New Nightmare should be a little bit better. The film has this fantastic second act and goes into the third strong but director Craven’s resolution is tone deaf. He’s making a movie about movies he was involved with, incredibly popular movies he was involved with, and he sacrifices the actual good work he’d been doing to further the commercialist ambitions of the film.

After relying on her for almost the entire film, Craven sells out Heather Langenkamp. And he doesn’t sell her out for Robert Englund or the Freddy Kruger character; he sells her out for himself, because Craven’s a character in the film. And Craven plays himself very, very badly. He and Langenkamp have this incredibly awkward scene where he’s revealing the whole concept of the film (the original Nightmare on Elm Street movies entrapped an ancient nightmare demon who’s now free); it’s way too much exposition, Craven can’t do, but Langenkamp manages to make her side of the scene work. It’s a rough sequence, but it gets a pass because immediately following, the film’s working again.

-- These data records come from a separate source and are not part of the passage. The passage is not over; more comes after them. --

// renderer/buffer.rs
use crate::renderer::device::BufferId;

#[derive(Debug, Clone, Copy, PartialEq, Eq, Hash, Default)]
pub enum IndexType {
    #[default]
    U8,
    U16,
    U32,
}

impl IndexType {
    pub const fn size(self) -> u64 {
        match self {
            IndexType::U8 => 1,
            IndexType::U16 => 2,
            IndexType::U32 => 4,
        }
    }
}

/// A window of `count` vertices starting at `start` in a vertex buffer.
///
/// Ranges handed out by the transient pool are only valid until the end of
/// the frame they were allocated in.
#[derive(Debug, Clone, Copy, PartialEq, Eq, Hash, Default)]
pub struct VertexRange {
    pub buffer: BufferId,
    pub start: u32,
    pub count: u32,
}

impl VertexRange {
    pub fn new(buffer: BufferId, start: u32, count: u32) -> Self {
        Self {
            buffer,
            start,
            count,
        }
    }

    /// One past the last vertex in the range.
    pub fn end(&self) -> u32 {
        self.start + self.count
    }

    pub fn is_empty(&self) -> bool {
        self.count == 0
    }
}

#[derive(Debug, Clone, Copy, PartialEq, Eq, Hash, Default)]
pub struct IndexRange {
    pub buffer: BufferId,
    pub index_type: IndexType,
    pub start: u32,
    pub count: u32,
}

impl IndexRange {
    pub fn new(buffer: BufferId, index_type: IndexType, start: u32, count: u32) -> Self {
        Self {
            buffer,
            index_type,
            start,
            count,
        }
    }

    pub fn end(&self) -> u32 {
        self.start + self.count
    }

    pub fn is_empty(&self) -> bool {
        self.count == 0
    }
}
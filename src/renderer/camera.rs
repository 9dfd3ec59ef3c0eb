// renderer/camera.rs
use glam::{Mat4, Vec3};

/// Perspective camera a render queue is built for.
#[derive(Clone, Copy, Debug, PartialEq)]
pub struct Camera {
    pub eye: Vec3,
    pub target: Vec3,
    pub up: Vec3,
    pub fov_y_radians: f32,
    pub near: f32,
    pub far: f32,
}

impl Camera {
    pub fn looking_at(eye: Vec3, target: Vec3) -> Self {
        Self {
            eye,
            target,
            ..Self::default()
        }
    }

    pub fn view(&self) -> Mat4 {
        Mat4::look_at_rh(self.eye, self.target, self.up)
    }

    pub fn proj(&self, aspect: f32) -> Mat4 {
        Mat4::perspective_rh(self.fov_y_radians, aspect, self.near, self.far)
    }

    pub fn view_proj(&self, aspect: f32) -> Mat4 {
        self.proj(aspect) * self.view()
    }

    /// Projection for a canvas of the given pixel size.
    pub fn proj_for_canvas(&self, canvas_size: (u32, u32)) -> Mat4 {
        self.proj(canvas_aspect(canvas_size))
    }
}

/// Width over height of a canvas, or 1 for a degenerate canvas.
pub(crate) fn canvas_aspect((width, height): (u32, u32)) -> f32 {
    if height == 0 {
        1.0
    } else {
        width as f32 / height as f32
    }
}

impl Default for Camera {
    fn default() -> Self {
        Self {
            eye: Vec3::new(0.0, 0.0, 3.0),
            target: Vec3::ZERO,
            up: Vec3::Y,
            fov_y_radians: 60f32.to_radians(),
            near: 0.1,
            far: 100.0,
        }
    }
}
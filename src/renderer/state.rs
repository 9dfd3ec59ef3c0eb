// renderer/state.rs
//! Mirror of the state currently bound on the device.
//!
//! Passes and texture layers diff their desired state against this mirror
//! and only emit calls for what differs.  The mirror is only trustworthy
//! while every state change goes through it: after the device context is
//! recreated, or after anything touches state behind its back, call
//! [`DeviceStateTracker::invalidate`] so the next apply forces everything.

use std::collections::HashMap;

use glam::Vec4;
use wgpu::TextureDimension;

use crate::asset::Handle;
use crate::renderer::device::{Device, ProgramId};
use crate::renderer::layer::CombineMode;
use crate::renderer::pass::PassState;
use crate::renderer::program::ShaderProgram;
use crate::renderer::texture::Texture;

/// What one texture unit currently has bound.
#[derive(Debug, Clone, PartialEq)]
pub struct UnitCache {
    pub texture: Option<Handle<Texture>>,
    /// Texture target enabled on the unit.
    pub target: Option<TextureDimension>,
    pub combine_mode: CombineMode,
    pub combine_color: Vec4,
    pub sphere_mapped: bool,
    pub dirty: bool,
}

impl Default for UnitCache {
    fn default() -> Self {
        Self {
            texture: None,
            target: None,
            combine_mode: CombineMode::default(),
            combine_color: Vec4::ONE,
            sphere_mapped: false,
            dirty: true,
        }
    }
}

#[derive(Debug)]
pub struct DeviceStateTracker {
    pub(crate) pass: PassState,
    pub(crate) pass_dirty: bool,
    pub(crate) current_program: Option<Handle<ShaderProgram>>,
    pub(crate) units: Vec<UnitCache>,
    pub(crate) active_unit: Option<u32>,
    pub(crate) sampler_units: HashMap<(ProgramId, u32), u32>,
}

impl DeviceStateTracker {
    pub fn new(unit_count: u32) -> Self {
        Self {
            pass: PassState::default(),
            pass_dirty: true,
            current_program: None,
            units: vec![UnitCache::default(); unit_count as usize],
            active_unit: None,
            sampler_units: HashMap::new(),
        }
    }

    /// Queries the unit count from `device`, clamped to `max_units` if set.
    pub fn for_device<D: Device>(device: &D, max_units: Option<u32>) -> Self {
        Self::new(Self::query_unit_count(device, max_units))
    }

    pub(crate) fn query_unit_count<D: Device>(device: &D, max_units: Option<u32>) -> u32 {
        let reported = device.texture_unit_count().max(1);
        match max_units {
            Some(max) if max < reported => {
                log::info!(
                    "Clamping texture units from {} to configured maximum {}",
                    reported,
                    max
                );
                max.max(1)
            }
            _ => reported,
        }
    }

    /// Forgets everything known about the device.  The next pass and layer
    /// applies fall back to forcing their full state.
    pub fn invalidate(&mut self, unit_count: u32) {
        self.pass_dirty = true;
        self.current_program = None;
        self.units.clear();
        self.units
            .resize(unit_count as usize, UnitCache::default());
        self.active_unit = None;
        self.sampler_units.clear();
    }

    pub fn unit_count(&self) -> u32 {
        self.units.len() as u32
    }

    pub fn is_dirty(&self) -> bool {
        self.pass_dirty
    }

    pub fn pass_state(&self) -> &PassState {
        &self.pass
    }

    pub fn current_program(&self) -> Option<Handle<ShaderProgram>> {
        self.current_program
    }

    pub fn active_unit(&self) -> Option<u32> {
        self.active_unit
    }

    pub fn unit(&self, unit: u32) -> Option<&UnitCache> {
        self.units.get(unit as usize)
    }
}

/// Selects `unit` as the device's active texture unit unless it already is.
pub(crate) fn select_unit<D: Device>(device: &mut D, active_unit: &mut Option<u32>, unit: u32) {
    if *active_unit != Some(unit) {
        device.active_texture_unit(unit);
        *active_unit = Some(unit);
    }
}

Watching New Nightmare this time–probably my fourth or fifth time (since the theater)–I kept thinking about how it’s not just Craven’s best work as a director, it’s some of his most enthusiastic. He’s doing a moderate budget action movie, not a horror film. Even when the “monster” finally does appear, Craven finds a balance between danger and accessible “horror.” Putting Miko Hughes, who plays Langenkamp’s nightmare plagued son, in danger–the child in danger trope–is a bold move for Nightmare. Craven acknowledges genre conventions just long enough to ignore them.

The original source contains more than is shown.